Rent controls can come in different forms. But, in simple terms, they amount to a government policy that mandates how much private landlords can charge tenants in monthly rental payments. It is a long-standing idea that is practiced in some of North America’s most unaffordable cities. And it is also universally rejected by economists.
“Rent control is a zombie idea that just won’t go away,” says The Hub‘s editor at large, Sean Speer, who has written about housing policy for the Macdonald-Laurier Institute. “Its political appeal is that it’s simple and visible. But its economic challenge is that it fails to reckon with basic ideas about incentives, supply and demand, and the laws of unintended consequences.”
Patrick Condon, a University of British Columbia’s School of Architecture and Landscape Architecture professor and frequent commentator on housing affordability, is a proponent of a form of rent control known as vacancy controls. These controls would cap how much landlords can increase rents when tenants are replaced.
B.C. currently limits how much an existing tenant’s rent can be annually hiked, but dramatic jumps in rents in between tenancies are common. Advocates in Ontario have recently called on the provincial government to similarly implement vacancy control legislation.
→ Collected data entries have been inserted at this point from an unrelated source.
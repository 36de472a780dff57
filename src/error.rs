//! Error types for the barista call client

use thiserror::Error;

/// Result type alias for barista operations
pub type Result<T> = std::result::Result<T, Error>;

/// Errors that can occur in the call client
#[derive(Debug, Error)]
pub enum Error {
    /// Configuration error
    #[error("configuration error: {0}")]
    Config(String),

    /// Remote endpoint unreachable, or closed beyond the retry budget
    #[error("connection error: {0}")]
    Connection(String),

    /// Send attempted while the channel is not open
    #[error("not connected")]
    NotConnected,

    /// The environment lacks a speech capability
    #[error("unsupported: {0}")]
    Unsupported(String),

    /// Speech recognition engine failure
    #[error("recognition error: {0}")]
    Recognition(String),

    /// Speech synthesis or playback failure
    #[error("synthesis error: {0}")]
    Synthesis(String),

    /// Blank query text submitted
    #[error("query text cannot be empty")]
    EmptyQuery,

    /// Audio device error
    #[error("audio error: {0}")]
    Audio(String),

    /// Speech-to-text API error
    #[error("STT error: {0}")]
    Stt(String),

    /// Text-to-speech API error
    #[error("TTS error: {0}")]
    Tts(String),

    /// IO error
    #[error("io error: {0}")]
    Io(#[from] std::io::Error),

    /// HTTP error
    #[error("http error: {0}")]
    Http(#[from] reqwest::Error),

    /// Serialization error
    #[error("serialization error: {0}")]
    Serialization(#[from] serde_json::Error),

    /// TOML parsing error
    #[error("toml error: {0}")]
    Toml(#[from] toml::de::Error),
}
The average rent for a one-bedroom apartment in Vancouver is listed by multiple rental sites at $2,500 per month, up 16 percent since last year.
“Vacancy control is, under these critical circumstances I would argue, way more necessary than it was even in the 1970s because this situation we find ourselves in is literally unprecedented since the 1920s,” says Condon.
Condon says vacancy control will help mitigate increases in land value because real estate investment trusts look at the value of land, not the physical structure itself.
Most economists, however, warn that rent control is a bad idea. Their opposition stems from extensive evidence showing that while rent control keeps existing tenants in their apartments, rental housing construction often slows down. The end result is that it is much more expensive for prospective renters to find an affordable apartment.
Nobel Prize-winning economist Paul Krugman has called rent control “among the best-understood issues in all of economics, and—among economists, anyway—one of the least controversial.”
In 1995, San Francisco passed a rent control ordinance subjecting multifamily buildings built after June 1979 to the measure. Over 60 percent of San Francisco’s rental units are now rent-controlled, and the city is currently the third most expensive city in the United States.
Critics point out that monthly rents in San Francisco rose sharply thereafter due to landlords reducing rental units by 15 percent and demolishing existing apartment buildings.
A 2021 report by Scotiabank, for instance, found that at 424 housing units per 1,000 in population, Canada has the lowest number of housing units per population of any country in the G-7. Toronto has 360 units per 1,000 residents and Vancouver has 406 units per 1,000 residents, both below the national average.
The federal government has pledged a 10-year, $20 billion plan to address unaffordability, including $123 million in tax incentives for developers to build and renovate rental housing.
Even if Condon disagrees with the YIMBY’s solution of more housing supply, he sympathizes with younger Canadians who are struggling with housing affordability challenges.
“I think what they get really correct is that there’s a huge problem in housing affordability that elevates to the level of crisis, particularly for their generation,” says Condon.